# Task instructions
The required output consists solely of the lines from the top of the listing through the line containing "object, face, and", transcribed exactly.

# Material for this task
+---+

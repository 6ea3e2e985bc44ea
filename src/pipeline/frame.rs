//! Per-frame transform pass
//!
//! Owns the live scene plus the two camera matrices and walks every
//! object, face, and vertex from model space down to screen space,
//! handing finished triangles to the rasterizer. Strictly sequential:
//! deltas are folded in, then every face is drawn in scene order.

use std::collections::HashSet;

use super::camera::{perspective_matrix, viewport_matrix};
use crate::rasterizer::{
    draw_midpoint_line, fill_triangle, DrawMode, Framebuffer, Mat4, Vec3, Vec4, Vertex,
};
use crate::scene::{Scene, SceneError};

/// Pose increment for one named object, produced by the input driver.
/// The pipeline never reads input devices; it only consumes these.
#[derive(Debug, Clone, Default)]
pub struct PoseDelta {
    pub target: String,
    pub rotate: Vec3,
    pub translate: Vec3,
}

impl PoseDelta {
    pub fn rotate(target: &str, rotate: Vec3) -> Self {
        Self {
            target: target.to_string(),
            rotate,
            translate: Vec3::ZERO,
        }
    }

    pub fn translate(target: &str, translate: Vec3) -> Self {
        Self {
            target: target.to_string(),
            rotate: Vec3::ZERO,
            translate,
        }
    }
}

/// Live rendering state: the scene plus camera matrices built at init.
/// No globals; the driver owns one of these and passes it around.
pub struct RenderState {
    pub scene: Scene,
    projection: Mat4,
    viewport: Mat4,
    /// Objects already reported as unresolvable, so a broken chain
    /// logs once instead of every frame
    warned: HashSet<usize>,
}

impl RenderState {
    /// Validate the scene and precompute the camera matrices
    pub fn new(scene: Scene, screen_w: usize, screen_h: usize) -> Result<Self, SceneError> {
        scene.validate()?;
        let projection = perspective_matrix(scene.focal);
        let viewport = viewport_matrix(screen_w, screen_h, scene.view.width(), scene.view.height());
        Ok(Self {
            scene,
            projection,
            viewport,
            warned: HashSet::new(),
        })
    }

    /// Fold this frame's pose increments in, then rasterize everything
    /// into `fb`. The driver clears the framebuffer beforehand.
    pub fn update_and_render(&mut self, deltas: &[PoseDelta], mode: DrawMode, fb: &mut Framebuffer) {
        self.apply_deltas(deltas);
        self.render(mode, fb);
    }

    /// Apply pose increments to the live transforms.
    /// Deltas naming an unknown object are ignored.
    pub fn apply_deltas(&mut self, deltas: &[PoseDelta]) {
        for delta in deltas {
            if let Some(index) = self.scene.index_of(&delta.target) {
                let t = &mut self.scene.objects[index].transform;
                t.position = t.position + delta.translate;
                t.rotation = t.rotation + delta.rotate;
            }
        }
    }

    /// Transform pass and rasterization, object order then face order.
    /// Later triangles overwrite earlier pixels; there is no depth test.
    pub fn render(&mut self, mode: DrawMode, fb: &mut Framebuffer) {
        for index in 0..self.scene.objects.len() {
            // One matrix per object, shared by all of its faces
            let m2w = match self.scene.model_to_world(index, true) {
                Ok(m) => m,
                Err(e) => {
                    if self.warned.insert(index) {
                        eprintln!("skipping '{}': {}", self.scene.objects[index].name, e);
                    }
                    continue;
                }
            };

            'faces: for face in &self.scene.mesh.faces {
                let mut vtx = [Vertex::default(); 3];
                for (slot, &vi) in face.indices.iter().enumerate() {
                    match project_vertex(self.projection, self.viewport, m2w, self.scene.mesh.vertices[vi]) {
                        Some(position) => vtx[slot] = Vertex::new(position, face.color),
                        // w = 0: perspective division is undefined, drop the triangle
                        None => continue 'faces,
                    }
                }

                match mode {
                    DrawMode::Solid => fill_triangle(fb, &vtx[0], &vtx[1], &vtx[2]),
                    DrawMode::Wireframe => {
                        draw_midpoint_line(fb, &vtx[0], &vtx[1]);
                        draw_midpoint_line(fb, &vtx[1], &vtx[2]);
                        draw_midpoint_line(fb, &vtx[2], &vtx[0]);
                    }
                }
            }
        }
    }
}

/// One vertex through the whole pipeline: model -> world -> clip ->
/// perspective divide -> screen. Returns None when clip w is zero.
fn project_vertex(projection: Mat4, viewport: Mat4, m2w: Mat4, local: Vec3) -> Option<Vec4> {
    let clip = projection * (m2w * Vec4::from_point(local));
    if clip.w == 0.0 {
        return None;
    }
    // w divides itself as well and lands on exactly 1
    let ndc = Vec4::new(
        clip.x / clip.w,
        clip.y / clip.w,
        clip.z / clip.w,
        clip.w / clip.w,
    );
    Some(viewport * ndc)
}

#[cfg(test)]
mod tests {
    use super::*;
    use crate::rasterizer::Rgb;
    use crate::scene::{Face, Mesh, SceneObject, Transform, ViewBounds};

    fn triangle_mesh() -> Mesh {
        Mesh {
            vertices: vec![
                Vec3::new(-0.5, -0.5, 0.0),
                Vec3::new(0.5, -0.5, 0.0),
                Vec3::new(0.0, 0.5, 0.0),
            ],
            faces: vec![Face {
                indices: [0, 1, 2],
                color: Rgb::new(1.0, 1.0, 1.0),
            }],
        }
    }

    fn triangle_scene(z: f32) -> Scene {
        let view = ViewBounds { top: 1.0, bottom: -1.0, left: -1.0, right: 1.0 };
        let mut scene = Scene::new(view, 1.0, triangle_mesh());
        scene.add_object(SceneObject {
            name: "tri".to_string(),
            transform: Transform {
                position: Vec3::new(0.0, 0.0, z),
                ..Default::default()
            },
            parent: None,
        });
        scene
    }

    fn written_count(fb: &Framebuffer) -> usize {
        fb.pixels.chunks_exact(4).filter(|p| p[0] > 0).count()
    }

    #[test]
    fn test_divide_leaves_w_exactly_one() {
        let state = RenderState::new(triangle_scene(-3.0), 64, 64).unwrap();
        let m2w = state.scene.model_to_world(0, true).unwrap();
        for &v in &state.scene.mesh.vertices {
            let screen = project_vertex(state.projection, state.viewport, m2w, v).unwrap();
            assert_eq!(screen.w, 1.0);
        }
    }

    #[test]
    fn test_zero_w_triangle_is_skipped() {
        // Object at z = 0 projects to w = 0
        let mut state = RenderState::new(triangle_scene(0.0), 64, 64).unwrap();
        let mut fb = Framebuffer::new(64, 64);
        state.render(DrawMode::Solid, &mut fb);
        assert_eq!(written_count(&fb), 0);
    }

    #[test]
    fn test_apply_deltas_accumulates() {
        let mut state = RenderState::new(triangle_scene(-1.0), 64, 64).unwrap();
        let deltas = [
            PoseDelta::rotate("tri", Vec3::new(0.0, 0.05, 0.0)),
            PoseDelta::translate("tri", Vec3::new(1.0, 0.0, 0.0)),
            PoseDelta::rotate("ghost", Vec3::new(9.0, 9.0, 9.0)),
        ];
        state.apply_deltas(&deltas);
        state.apply_deltas(&deltas);

        let t = state.scene.objects[0].transform;
        assert!((t.rotation.y - 0.1).abs() < 1e-6);
        assert!((t.position.x - 2.0).abs() < 1e-6);
    }

    #[test]
    fn test_modes_produce_distinct_pixel_sets() {
        let mut solid_fb = Framebuffer::new(64, 64);
        let mut wire_fb = Framebuffer::new(64, 64);

        RenderState::new(triangle_scene(-1.0), 64, 64)
            .unwrap()
            .render(DrawMode::Solid, &mut solid_fb);
        RenderState::new(triangle_scene(-1.0), 64, 64)
            .unwrap()
            .render(DrawMode::Wireframe, &mut wire_fb);

        let solid = written_count(&solid_fb);
        let wire = written_count(&wire_fb);
        assert!(solid > 0 && wire > 0);
        assert!(wire < solid, "outline ({}) should be smaller than fill ({})", wire, solid);
        assert_ne!(solid_fb.pixels, wire_fb.pixels);
    }

    #[test]
    fn test_broken_parent_skips_object_not_frame() {
        let mut scene = triangle_scene(-1.0);
        scene.add_object(SceneObject {
            name: "intact".to_string(),
            transform: Transform {
                position: Vec3::new(0.0, 0.0, -1.0),
                ..Default::default()
            },
            parent: None,
        });
        let mut state = RenderState::new(scene, 64, 64).unwrap();

        // Corrupt the first object's parent link after validation
        state.scene.objects[0].parent = Some(99);

        let mut fb = Framebuffer::new(64, 64);
        state.render(DrawMode::Solid, &mut fb);
        // The intact object still renders
        assert!(written_count(&fb) > 0);
    }
}
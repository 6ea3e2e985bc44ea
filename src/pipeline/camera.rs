//! Camera matrices: perspective projection and viewport mapping
//!
//! Both are derived from scene metadata once at load time and stay
//! constant for the whole session; nothing here runs per frame.

use crate::rasterizer::Mat4;

/// Map the logical view window (origin-centered) to pixel coordinates.
/// The vertical axis flips so increasing view-space y moves toward image
/// row 0 at the top.
pub fn viewport_matrix(screen_w: usize, screen_h: usize, view_w: f32, view_h: f32) -> Mat4 {
    let mut m = Mat4::IDENTITY;
    m.m[0][0] = screen_w as f32 / view_w;
    m.m[0][3] = screen_w as f32 / 2.0;
    m.m[1][1] = -(screen_h as f32) / view_h;
    m.m[1][3] = screen_h as f32 / 2.0;
    m
}

/// Pinhole projection for a camera on the principal axis. The only
/// non-identity entries are m[3][2] = -1/focal and m[3][3] = 0, so the
/// homogeneous w picks up depth and the later divide does the rest.
pub fn perspective_matrix(focal: f32) -> Mat4 {
    let mut m = Mat4::IDENTITY;
    m.m[3][2] = -1.0 / focal;
    m.m[3][3] = 0.0;
    m
}

#[cfg(test)]
mod tests {
    use super::*;
    use crate::rasterizer::{Vec3, Vec4};

    #[test]
    fn test_view_origin_maps_to_image_center() {
        let vp = viewport_matrix(1280, 720, 1280.0, 720.0);
        let p = vp * Vec4::from_point(Vec3::ZERO);
        assert_eq!((p.x, p.y), (640.0, 360.0));
    }

    #[test]
    fn test_view_edge_maps_to_screen_edge() {
        let vp = viewport_matrix(1280, 720, 2.0, 2.0);
        let p = vp * Vec4::from_point(Vec3::new(1.0, 0.0, 0.0));
        assert_eq!((p.x, p.y), (1280.0, 360.0));
    }

    #[test]
    fn test_viewport_flips_vertically() {
        let vp = viewport_matrix(100, 100, 2.0, 2.0);
        let up = vp * Vec4::from_point(Vec3::new(0.0, 1.0, 0.0));
        // +y in view space lands above the center row
        assert!(up.y < 50.0);
    }

    #[test]
    fn test_projection_encodes_depth_in_w() {
        let proj = perspective_matrix(4.0);
        let p = proj * Vec4::from_point(Vec3::new(1.0, 2.0, -4.0));
        assert_eq!(p.w, 1.0);
        // x, y, z pass through untouched before the divide
        assert_eq!((p.x, p.y, p.z), (1.0, 2.0, -4.0));
    }

    #[test]
    fn test_projection_ignores_incoming_w() {
        let proj = perspective_matrix(2.0);
        let p = proj * Vec4::new(0.0, 0.0, -6.0, 1.0);
        assert_eq!(p.w, 3.0);
    }
}
//! Keyboard driving model
//!
//! Maps held keys to pose increments for named scene objects. The
//! pipeline only ever sees the resulting `PoseDelta` list, so a replay
//! log or a test harness can drive it exactly the same way.

use crate::pipeline::PoseDelta;
use crate::rasterizer::{DrawMode, Vec3};
use crate::scene::Scene;
use macroquad::prelude::{is_key_down, is_key_pressed, KeyCode};

/// Rotation step per frame while a key is held, radians
pub const TURN_STEP: f32 = 0.05;
/// Wheel spin per frame of forward drive, radians
pub const WHEEL_STEP: f32 = 0.1;
/// Forward drive distance per frame, world units
pub const DRIVE_STEP: f32 = 4.0;

const WHEELS: [&str; 4] = ["wheel1", "wheel2", "wheel3", "wheel4"];

/// Poll the keyboard and produce this frame's pose increments
pub fn poll_pose_deltas(scene: &Scene) -> Vec<PoseDelta> {
    let mut deltas = Vec::new();

    // Body yaw
    if is_key_down(KeyCode::A) {
        deltas.push(PoseDelta::rotate("body", Vec3::new(0.0, TURN_STEP, 0.0)));
    }
    if is_key_down(KeyCode::D) {
        deltas.push(PoseDelta::rotate("body", Vec3::new(0.0, -TURN_STEP, 0.0)));
    }

    // Turret yaw, relative to the body
    if is_key_down(KeyCode::Q) {
        deltas.push(PoseDelta::rotate("turret", Vec3::new(0.0, TURN_STEP, 0.0)));
    }
    if is_key_down(KeyCode::E) {
        deltas.push(PoseDelta::rotate("turret", Vec3::new(0.0, -TURN_STEP, 0.0)));
    }

    // Gun elevation through the joint
    if is_key_down(KeyCode::F) {
        deltas.push(PoseDelta::rotate("joint", Vec3::new(TURN_STEP, 0.0, 0.0)));
    }
    if is_key_down(KeyCode::R) {
        deltas.push(PoseDelta::rotate("joint", Vec3::new(-TURN_STEP, 0.0, 0.0)));
    }

    // Drive forward along the body heading, spinning the wheels
    if is_key_down(KeyCode::Space) {
        let yaw = scene
            .index_of("body")
            .map(|i| scene.objects[i].transform.rotation.y)
            .unwrap_or(0.0);
        deltas.push(PoseDelta::translate(
            "body",
            Vec3::new(DRIVE_STEP * yaw.sin(), 0.0, DRIVE_STEP * yaw.cos()),
        ));
        for wheel in WHEELS {
            deltas.push(PoseDelta::rotate(wheel, Vec3::new(WHEEL_STEP, 0.0, 0.0)));
        }
    }

    deltas
}

/// Draw-mode keys: 1 = wireframe, 2 = solid
pub fn poll_draw_mode(current: DrawMode) -> DrawMode {
    if is_key_pressed(KeyCode::Key1) {
        DrawMode::Wireframe
    } else if is_key_pressed(KeyCode::Key2) {
        DrawMode::Solid
    } else {
        current
    }
}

+---+

# Your solution
repository 6ea3e2e985bc44ea
filename src/pipeline/frame.rs
//! Per-frame transform pass
//!
//! Owns the live scene plus the two camera matrices and walks every
//! object, face, and vertex from model space down to screen space,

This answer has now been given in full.